I created a simple program for STM32f407 discovery that has FreeRTOS (10.0.1) and LWIP (2.0.3) in STM32CubeIDE 1.1.0. It uses a task to start LWIP and dhcp and kills the task. It has a software timer that blinks an LED and printf a counter. I implemented _write to redirect to TIM. That’s it. In debug I have SWV. data trace timeline and fault analyzer. I kept the host PC run all the time without going to sleep. The board worked for hours (>6) and the LED doesn’t blink any more. Pinging from host PC has no response. No fault was captured.
When I tried to restart debugging, hit the run nothing happened. I had to cycle the board power.
Before this I tried many times using FreeRTOS with LWIP, the board always dies in a couple of hours.
Any thoughts on the combination of FreeRTOS and LWIP and how to improve debugging?
I put the project here: https://github.com/xmkllc/FreeRTOS_LWIP_Auto_Reconnect
Last run died in about 2 hours.
As the project is using lwIP and created by STM32Cube I’m afraid I’m not familiar at all with the drivers used or the threading model used by STM32Cube projects - so I am a bit in the dark as to what to suggest other than waiting for the error condition to happen and then try to figure out what the state of the system is. For example, has the code just hit an assert() preventing anything else from executing further, or maybe run out of buffers due to a memory leak, or any number of other conditions. I think the first thing to determine has the whole system crashed or is it just the network that is no longer running.
Thanks for the feedback. The failure appears to be that the LED stop blinking, and no ping response. The debugging session appears running and it doesn’t go to hard fault for example. The fault analyzer shows no fault detected. I am not sure how to debug for this situation. I have another session running for 4 hours so far. I will see how long it can go and if the IDE can catch anything.
Are you running an up to date version of FreeRTOS with configASSERT() defined to something that will enable you to know if an assert has been hit? The newer the FreeRTOS version the more asserts the code will have to that will trap compile time misconfigurations. Also, did you go through all the items on this page: https://www.freertos.org/FAQHelp.html to ensure you have things like stack overflow checking turned on, etc?
These are symptoms of the failure, not the cause of the failure.
printf() is very [very] often the route cause of issues as it can use a lot of stack, not be thread safe, and even call malloc(). What happens if you run the application with all calls to printf() removed. Also, what is TIM? I thought it was a general purpose timer so it is not clear to me what effect redirecting _write to TIM will have.
I presume that means the application is still running under the control of the debugger.
How are you determining that to be the case? If you pause the debugger what is actually executing? You say the software timer that toggles the LED has stopped, so perhaps you will find the code is sat in a tight loop or assert at a task priority above the timer task priority?
What is configTIMER_TASK_PRIORITY set to in FreeRTOSConfig.h - is it the highest priority of any other task in the system?
Thanks for the feed back.
Yes LED not blinking is a symptom. Same is losing network.
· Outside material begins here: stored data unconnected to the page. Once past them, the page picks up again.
//! Unified pointer events
//!
//! Mouse and touch input are coalesced into one sample per event before they
//! reach the controller.

use glam::DVec2;

#[derive(Debug, Clone, Copy, PartialEq, Eq)]
pub enum PointerKind {
    Down,
    Move,
    Up,
    Leave,
    Cancel,
}

#[derive(Debug, Clone, Copy, PartialEq, Eq)]
pub enum PointerSource {
    Mouse,
    Touch,
}

/// One pointer sample in canvas space
#[derive(Debug, Clone, Copy, PartialEq)]
pub struct PointerEvent {
    pub kind: PointerKind,
    pub source: PointerSource,
    /// `None` when the host event carried no coordinates (e.g. empty touch list)
    pub pos: Option<DVec2>,
}

impl PointerEvent {
    pub fn new(kind: PointerKind, source: PointerSource, pos: Option<DVec2>) -> Self {
        Self { kind, source, pos }
    }

    pub fn mouse(kind: PointerKind, x: f64, y: f64) -> Self {
        Self::new(kind, PointerSource::Mouse, Some(DVec2::new(x, y)))
    }

    pub fn touch(kind: PointerKind, x: f64, y: f64) -> Self {
        Self::new(kind, PointerSource::Touch, Some(DVec2::new(x, y)))
    }

    /// Leave/cancel carry no position
    pub fn leave(source: PointerSource) -> Self {
        Self::new(PointerKind::Leave, source, None)
    }
}
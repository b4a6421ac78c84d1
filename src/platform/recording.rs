//! In-memory surfaces that record what they are asked to do
//!
//! Used by the tests and the native demo; nothing is actually drawn.

use glam::DVec2;

use super::{CursorStyle, InfoPanel, PinnedList, RenderSurface, Stroke, TextStyle};
use crate::geometry::Viewport;
use crate::interaction::{PinId, PinnedAngle};
use crate::settings::Options;
use crate::trig::{AngleInfo, InfoReport, format_degrees};

/// Approximate glyph width used by [`RecordingSurface::measure_text`]
const GLYPH_WIDTH: f64 = 7.0;

#[derive(Debug, Clone, PartialEq)]
pub enum DrawCall {
    Clear,
    Line {
        from: DVec2,
        to: DVec2,
        stroke: Stroke,
    },
    Arc {
        center: DVec2,
        radius: f64,
        start: f64,
        end: f64,
        anticlockwise: bool,
        stroke: Stroke,
    },
    FillCircle {
        center: DVec2,
        radius: f64,
        color: String,
    },
    Text {
        pos: DVec2,
        text: String,
    },
}

#[derive(Debug)]
pub struct RecordingSurface {
    pub viewport: Viewport,
    /// Calls since the last clear
    pub calls: Vec<DrawCall>,
    pub cursor: CursorStyle,
    /// Number of clears, i.e. frames started
    pub frames: usize,
}

impl RecordingSurface {
    pub fn new(width: f64, height: f64) -> Self {
        Self {
            viewport: Viewport::from_size(width, height),
            calls: Vec::new(),
            cursor: CursorStyle::Default,
            frames: 0,
        }
    }

    pub fn resize(&mut self, width: f64, height: f64) {
        self.viewport = Viewport::from_size(width, height);
    }

    /// All text drawn in the current frame
    pub fn texts(&self) -> Vec<&str> {
        self.calls
            .iter()
            .filter_map(|c| match c {
                DrawCall::Text { text, .. } => Some(text.as_str()),
                _ => None,
            })
            .collect()
    }

    pub fn arcs(&self) -> impl Iterator<Item = &DrawCall> {
        self.calls.iter().filter(|c| matches!(c, DrawCall::Arc { .. }))
    }
}

impl RenderSurface for RecordingSurface {
    fn viewport(&self) -> Viewport {
        self.viewport
    }

    fn clear(&mut self) {
        self.calls.clear();
        self.calls.push(DrawCall::Clear);
        self.frames += 1;
    }

    fn line(&mut self, from: DVec2, to: DVec2, stroke: &Stroke) {
        self.calls.push(DrawCall::Line {
            from,
            to,
            stroke: *stroke,
        });
    }

    fn arc(&mut self, center: DVec2, radius: f64, start: f64, end: f64, anticlockwise: bool, stroke: &Stroke) {
        self.calls.push(DrawCall::Arc {
            center,
            radius,
            start,
            end,
            anticlockwise,
            stroke: *stroke,
        });
    }

    fn fill_circle(&mut self, center: DVec2, radius: f64, color: &str) {
        self.calls.push(DrawCall::FillCircle {
            center,
            radius,
            color: color.to_string(),
        });
    }

    fn measure_text(&mut self, text: &str, _style: &TextStyle) -> f64 {
        text.chars().count() as f64 * GLYPH_WIDTH
    }

    fn text(&mut self, pos: DVec2, text: &str, _style: &TextStyle) {
        self.calls.push(DrawCall::Text {
            pos,
            text: text.to_string(),
        });
    }

    fn set_cursor(&mut self, cursor: CursorStyle) {
        self.cursor = cursor;
    }
}

/// Keeps the last report shown
#[derive(Debug, Default)]
pub struct RecordingPanel {
    pub report: Option<InfoReport>,
    pub updates: usize,
}

impl InfoPanel for RecordingPanel {
    fn show(&mut self, info: &AngleInfo, options: &Options) {
        self.report = Some(InfoReport::new(info, options));
        self.updates += 1;
    }

    fn clear(&mut self) {
        self.report = None;
        self.updates += 1;
    }
}

/// One rendered row of the pinned list
#[derive(Debug, Clone, PartialEq, Eq)]
pub struct PinRow {
    pub id: PinId,
    pub label: String,
    pub selected: bool,
}

/// Keeps the rows from the last render
#[derive(Debug, Default)]
pub struct RecordingList {
    pub rows: Vec<PinRow>,
    pub renders: usize,
}

impl PinnedList for RecordingList {
    fn render(&mut self, pins: &[PinnedAngle], selected: Option<PinId>) {
        self.rows = pins
            .iter()
            .map(|pin| PinRow {
                id: pin.id,
                label: format_degrees(pin.info.degrees()),
                selected: selected == Some(pin.id),
            })
            .collect();
        self.renders += 1;
    }
}
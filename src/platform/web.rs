//! Browser surfaces: Canvas2D drawing and DOM panels

use glam::DVec2;
use wasm_bindgen::JsCast;
use web_sys::{CanvasRenderingContext2d, Document, Element, HtmlCanvasElement};

use super::{CursorStyle, InfoPanel, PinnedList, RenderSurface, Stroke, TextStyle};
use crate::geometry::Viewport;
use crate::interaction::{PinId, PinnedAngle};
use crate::settings::Options;
use crate::trig::{AngleInfo, InfoReport, format_degrees, format_radians};

const DASH: [f64; 2] = [5.0, 4.0];

/// Draws on a `<canvas>` through its 2D context
pub struct CanvasSurface {
    canvas: HtmlCanvasElement,
    ctx: CanvasRenderingContext2d,
    dpr: f64,
}

impl CanvasSurface {
    pub fn new(canvas: HtmlCanvasElement) -> Option<Self> {
        let ctx = canvas
            .get_context("2d")
            .ok()??
            .dyn_into::<CanvasRenderingContext2d>()
            .ok()?;
        let dpr = web_sys::window().map_or(1.0, |w| w.device_pixel_ratio());
        Some(Self { canvas, ctx, dpr })
    }

    /// Match the backing store to the CSS size and device pixel ratio
    fn sync_backing_store(&mut self) {
        let vp = self.viewport();
        let width = (vp.width * self.dpr) as u32;
        let height = (vp.height * self.dpr) as u32;
        if self.canvas.width() != width || self.canvas.height() != height {
            self.canvas.set_width(width);
            self.canvas.set_height(height);
        }
        if let Err(e) = self.ctx.set_transform(self.dpr, 0.0, 0.0, self.dpr, 0.0, 0.0) {
            log::warn!("set_transform failed: {e:?}");
        }
    }

    fn apply_stroke(&self, stroke: &Stroke) {
        self.ctx.set_stroke_style_str(stroke.color);
        self.ctx.set_line_width(stroke.width);
        let dash = js_sys::Array::new();
        if stroke.dashed {
            for d in DASH {
                dash.push(&wasm_bindgen::JsValue::from(d));
            }
        }
        if let Err(e) = self.ctx.set_line_dash(&dash) {
            log::warn!("set_line_dash failed: {e:?}");
        }
    }
}

impl RenderSurface for CanvasSurface {
    fn viewport(&self) -> Viewport {
        Viewport::from_size(self.canvas.client_width() as f64, self.canvas.client_height() as f64)
    }

    fn clear(&mut self) {
        self.sync_backing_store();
        let vp = self.viewport();
        self.ctx.clear_rect(0.0, 0.0, vp.width, vp.height);
    }

    fn line(&mut self, from: DVec2, to: DVec2, stroke: &Stroke) {
        self.apply_stroke(stroke);
        self.ctx.begin_path();
        self.ctx.move_to(from.x, from.y);
        self.ctx.line_to(to.x, to.y);
        self.ctx.stroke();
    }

    fn arc(&mut self, center: DVec2, radius: f64, start: f64, end: f64, anticlockwise: bool, stroke: &Stroke) {
        self.apply_stroke(stroke);
        self.ctx.begin_path();
        if let Err(e) = self
            .ctx
            .arc_with_anticlockwise(center.x, center.y, radius, start, end, anticlockwise)
        {
            log::warn!("arc failed: {e:?}");
            return;
        }
        self.ctx.stroke();
    }

    fn fill_circle(&mut self, center: DVec2, radius: f64, color: &str) {
        self.ctx.begin_path();
        if self
            .ctx
            .arc(center.x, center.y, radius, 0.0, std::f64::consts::TAU)
            .is_ok()
        {
            self.ctx.set_fill_style_str(color);
            self.ctx.fill();
        }
    }

    fn measure_text(&mut self, text: &str, style: &TextStyle) -> f64 {
        self.ctx.set_font(style.font);
        self.ctx.measure_text(text).map_or(0.0, |m| m.width())
    }

    fn text(&mut self, pos: DVec2, text: &str, style: &TextStyle) {
        self.ctx.set_font(style.font);
        self.ctx.set_fill_style_str(style.color);
        if let Err(e) = self.ctx.fill_text(text, pos.x, pos.y) {
            log::warn!("fill_text failed: {e:?}");
        }
    }

    fn set_cursor(&mut self, cursor: CursorStyle) {
        if let Err(e) = self.canvas.style().set_property("cursor", cursor.as_css()) {
            log::warn!("cursor update failed: {e:?}");
        }
    }
}

fn set_text(document: &Document, id: &str, text: &str) {
    if let Some(el) = document.get_element_by_id(id) {
        el.set_text_content(Some(text));
    }
}

fn set_visible(el: &Element, visible: bool) {
    let class = if visible { "info-row" } else { "info-row hidden" };
    let _ = el.set_attribute("class", class);
}

/// Fills the `#info-*` elements of the info panel
pub struct DomInfoPanel {
    document: Document,
}

impl DomInfoPanel {
    pub fn new(document: Document) -> Self {
        Self { document }
    }

    /// Write one optional field and hide its row when absent
    fn field(&self, name: &str, value: Option<&str>) {
        let id = format!("info-{name}");
        set_text(&self.document, &id, value.unwrap_or(""));
        if let Some(row) = self.document.get_element_by_id(&format!("{id}-row")) {
            set_visible(&row, value.is_some());
        }
    }
}

impl InfoPanel for DomInfoPanel {
    fn show(&mut self, info: &AngleInfo, options: &Options) {
        let report = InfoReport::new(info, options);
        self.field("degrees", report.degrees.as_deref());
        self.field("radians", report.radians.as_deref());
        self.field("coordinates", report.coordinates.as_deref());
        self.field("sin", Some(&report.sin));
        self.field("cos", Some(&report.cos));
        self.field("tan", Some(&report.tan));
        self.field("csc", report.csc.as_deref());
        self.field("sec", report.sec.as_deref());
        self.field("cot", report.cot.as_deref());
        self.field("reference", report.reference_angle.as_deref());
        self.field("quadrant", report.quadrant.as_deref());
        self.field("exact", Some(if report.is_exact { "exact" } else { "approx." }));

        if let Some(panel) = self.document.get_element_by_id("info-panel") {
            let _ = panel.set_attribute("class", "");
            if let Ok(json) = serde_json::to_string(&report) {
                let _ = panel.set_attribute("data-report", &json);
            }
        }
    }

    fn clear(&mut self) {
        if let Some(panel) = self.document.get_element_by_id("info-panel") {
            let _ = panel.set_attribute("class", "empty");
            let _ = panel.remove_attribute("data-report");
        }
    }
}

/// Renders `<li>` rows into `#pinned-list`
pub struct DomPinnedList {
    document: Document,
}

impl DomPinnedList {
    pub fn new(document: Document) -> Self {
        Self { document }
    }
}

impl PinnedList for DomPinnedList {
    fn render(&mut self, pins: &[PinnedAngle], selected: Option<PinId>) {
        let Some(list) = self.document.get_element_by_id("pinned-list") else {
            return;
        };
        let rows: String = pins
            .iter()
            .map(|pin| {
                let class = if selected == Some(pin.id) { "pin-row selected" } else { "pin-row" };
                format!(
                    "<li class=\"{class}\" data-pin-id=\"{id}\">\
                     <span class=\"pin-label\">{deg} ({rad})</span>\
                     <button class=\"pin-delete\" data-pin-id=\"{id}\" title=\"Delete\">×</button></li>",
                    id = pin.id,
                    deg = format_degrees(pin.info.degrees()),
                    rad = format_radians(pin.info.radians()),
                )
            })
            .collect();
        list.set_inner_html(&rows);
        set_text(&self.document, "pin-count", &pins.len().to_string());
    }
}
//! Angle engine
//!
//! Normalization, snapping, quadrant classification and derived trig info for
//! a single angle. All functions are pure; nothing here panics or fails.

use std::f64::consts::{FRAC_PI_2, PI, TAU};
use std::fmt;

use glam::DVec2;
use serde::{Deserialize, Serialize};

use super::special::{SpecialAngle, TrigStrings, TrigValues, special_angles};
use crate::consts::{EPSILON, SNAP_TOLERANCE};

/// Where the terminal ray of an angle lies
#[derive(Debug, Clone, Copy, PartialEq, Eq, Serialize, Deserialize)]
pub enum Quadrant {
    I,
    II,
    III,
    IV,
    XAxis,
    YAxis,
}

impl Quadrant {
    pub fn as_str(&self) -> &'static str {
        match self {
            Quadrant::I => "I",
            Quadrant::II => "II",
            Quadrant::III => "III",
            Quadrant::IV => "IV",
            Quadrant::XAxis => "X-Axis",
            Quadrant::YAxis => "Y-Axis",
        }
    }

    /// True for the two axis pseudo-quadrants
    pub fn is_axis(&self) -> bool {
        matches!(self, Quadrant::XAxis | Quadrant::YAxis)
    }
}

impl fmt::Display for Quadrant {
    fn fmt(&self, f: &mut fmt::Formatter<'_>) -> fmt::Result {
        f.write_str(self.as_str())
    }
}

/// Trig info for an angle that is not in the special table
#[derive(Debug, Clone, PartialEq)]
pub struct ComputedAngle {
    pub radians: f64,
    pub degrees: f64,
    pub coords: DVec2,
    pub values: TrigValues,
    pub strings: TrigStrings,
}

/// Derived facts about one angle
///
/// Either borrows an entry of the special table (exact) or carries freshly
/// computed values (approximate).
#[derive(Debug, Clone)]
pub enum AngleInfo {
    Exact(&'static SpecialAngle),
    Approximate(ComputedAngle),
}

impl AngleInfo {
    pub fn is_exact(&self) -> bool {
        matches!(self, AngleInfo::Exact(_))
    }

    pub fn radians(&self) -> f64 {
        match self {
            AngleInfo::Exact(s) => s.radians,
            AngleInfo::Approximate(c) => c.radians,
        }
    }

    pub fn degrees(&self) -> f64 {
        match self {
            AngleInfo::Exact(s) => s.degrees,
            AngleInfo::Approximate(c) => c.degrees,
        }
    }

    /// `(cos, sin)` of the angle
    pub fn coords(&self) -> DVec2 {
        match self {
            AngleInfo::Exact(s) => s.coords,
            AngleInfo::Approximate(c) => c.coords,
        }
    }

    /// Exact coordinate string, only for special angles
    pub fn exact_coords(&self) -> Option<&str> {
        match self {
            AngleInfo::Exact(s) => Some(&s.exact_coords),
            AngleInfo::Approximate(_) => None,
        }
    }

    pub fn values(&self) -> &TrigValues {
        match self {
            AngleInfo::Exact(s) => &s.values,
            AngleInfo::Approximate(c) => &c.values,
        }
    }

    pub fn strings(&self) -> &TrigStrings {
        match self {
            AngleInfo::Exact(s) => &s.strings,
            AngleInfo::Approximate(c) => &c.strings,
        }
    }

    pub fn quadrant(&self) -> Quadrant {
        quadrant(self.radians())
    }

    pub fn reference_angle(&self) -> f64 {
        reference_angle(self.radians())
    }
}

/// Wrap into [0, 2π)
#[inline]
pub fn normalize(angle: f64) -> f64 {
    crate::normalize_angle(angle)
}

/// Circular distance between two angles, in [0, π]
#[inline]
pub fn circular_distance(a: f64, b: f64) -> f64 {
    let d = (normalize(a) - normalize(b)).abs();
    d.min(TAU - d)
}

/// Nearest special angle within the snap tolerance
///
/// Ties go to the earliest table entry.
pub fn find_special(angle: f64) -> Option<&'static SpecialAngle> {
    let mut best: Option<(&'static SpecialAngle, f64)> = None;
    for special in special_angles() {
        let d = circular_distance(special.radians, angle);
        if best.is_none_or(|(_, best_d)| d < best_d) {
            best = Some((special, d));
        }
    }
    best.filter(|&(_, d)| d < SNAP_TOLERANCE).map(|(s, _)| s)
}

/// Replace a near-special angle with its exact value
pub fn snap(angle: f64) -> f64 {
    find_special(angle).map_or(angle, |s| s.radians)
}

/// Full trig info for an angle
pub fn angle_info(angle: f64) -> AngleInfo {
    if let Some(special) = find_special(angle) {
        return AngleInfo::Exact(special);
    }

    let radians = normalize(angle);
    let (y, x) = radians.sin_cos();
    let values = TrigValues::from_unit_point(x, y, EPSILON);
    AngleInfo::Approximate(ComputedAngle {
        radians,
        degrees: radians.to_degrees(),
        coords: DVec2::new(x, y),
        strings: TrigStrings::from_values(&values),
        values,
    })
}

/// Acute angle between the terminal ray and the x-axis, in [0, π/2]
pub fn reference_angle(angle: f64) -> f64 {
    let a = normalize(angle);
    if a <= FRAC_PI_2 {
        a
    } else if a <= PI {
        PI - a
    } else if a <= 3.0 * FRAC_PI_2 {
        a - PI
    } else {
        TAU - a
    }
}

/// Classify an angle by quadrant, with axis angles reported separately
pub fn quadrant(angle: f64) -> Quadrant {
    let a = normalize(angle);
    let near = |target: f64| (a - target).abs() < EPSILON;

    if near(0.0) || near(PI) || near(TAU) {
        Quadrant::XAxis
    } else if near(FRAC_PI_2) || near(3.0 * FRAC_PI_2) {
        Quadrant::YAxis
    } else if a < FRAC_PI_2 {
        Quadrant::I
    } else if a < PI {
        Quadrant::II
    } else if a < 3.0 * FRAC_PI_2 {
        Quadrant::III
    } else {
        Quadrant::IV
    }
}

#[cfg(test)]
mod tests {
    use super::*;
    use std::f64::consts::FRAC_PI_4;

    #[test]
    fn test_snap_exact_entries() {
        for s in special_angles() {
            assert_eq!(snap(s.radians), s.radians);
        }
    }

    #[test]
    fn test_snap_within_and_outside_tolerance() {
        for s in special_angles() {
            assert_eq!(snap(s.radians + 0.01), s.radians);
            let outside = s.radians + 0.05;
            assert_eq!(snap(outside), outside);
        }
    }

    #[test]
    fn test_snap_wraps_around_zero() {
        assert_eq!(snap(TAU - 0.005), 0.0);
        assert_eq!(snap(-0.005), 0.0);
    }

    #[test]
    fn test_quadrants() {
        assert_eq!(quadrant(0.0), Quadrant::XAxis);
        assert_eq!(quadrant(PI), Quadrant::XAxis);
        assert_eq!(quadrant(FRAC_PI_2), Quadrant::YAxis);
        assert_eq!(quadrant(3.0 * FRAC_PI_2), Quadrant::YAxis);
        assert_eq!(quadrant(FRAC_PI_4), Quadrant::I);
        assert_eq!(quadrant(3.0 * FRAC_PI_4), Quadrant::II);
        assert_eq!(quadrant(5.0 * FRAC_PI_4), Quadrant::III);
        assert_eq!(quadrant(7.0 * FRAC_PI_4), Quadrant::IV);
        assert_eq!(quadrant(-FRAC_PI_4), Quadrant::IV);
        assert_eq!(Quadrant::XAxis.to_string(), "X-Axis");
    }

    #[test]
    fn test_reference_angle() {
        assert!((reference_angle(2.0 * PI / 3.0) - PI / 3.0).abs() < 1e-12);
        assert!((reference_angle(7.0 * PI / 6.0) - PI / 6.0).abs() < 1e-12);
        assert!((reference_angle(5.0 * PI / 3.0) - PI / 3.0).abs() < 1e-12);
        assert!((reference_angle(0.3) - 0.3).abs() < 1e-12);
    }

    #[test]
    fn test_angle_info_exact() {
        let info = angle_info(FRAC_PI_4 + 0.005);
        assert!(info.is_exact());
        assert_eq!(info.radians(), FRAC_PI_4);
        assert_eq!(info.exact_coords(), Some("(√2/2, √2/2)"));
        assert_eq!(info.strings().sin, "√2/2");
        assert_eq!(info.quadrant(), Quadrant::I);
    }

    #[test]
    fn test_angle_info_approximate() {
        let info = angle_info(1.0);
        assert!(!info.is_exact());
        assert_eq!(info.exact_coords(), None);
        assert!((info.coords().x - 1.0_f64.cos()).abs() < 1e-12);
        assert_eq!(info.strings().sin, format!("{:.3}", 1.0_f64.sin()));
        assert!((info.degrees() - 1.0_f64.to_degrees()).abs() < 1e-9);
    }

    #[test]
    fn test_angle_info_is_total_for_negative_input() {
        let info = angle_info(-1.0);
        assert!((info.radians() - (TAU - 1.0)).abs() < 1e-12);
        assert!(info.values().tan.is_finite());
    }
}
//! Rendering module
//!
//! Composes the diagram from engine state; drawing primitives come from the
//! platform's `RenderSurface`.

pub mod scene;

pub use scene::draw;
Correction: new _write uses ITM_SendChar. I increased the timer stack size for printg. But I will remove it.
LWIP thread runs at 3.
Initially there is a task that starts LWIP and then kills itself.
How do you find where the tight loop is or an assertion hits? Breakpoint? Printf?
Typically, when the program seems to hang, and you are running connected to a debugger, you can pause the execution of the program, which effectively puts a breakpoint right were the code is currently executing, and you can see where the program is stuck.
Thanks for the tip. Will try.
After 12 hours the program eventually hung and I got this:
It looks like something has written over the top of the queue structure.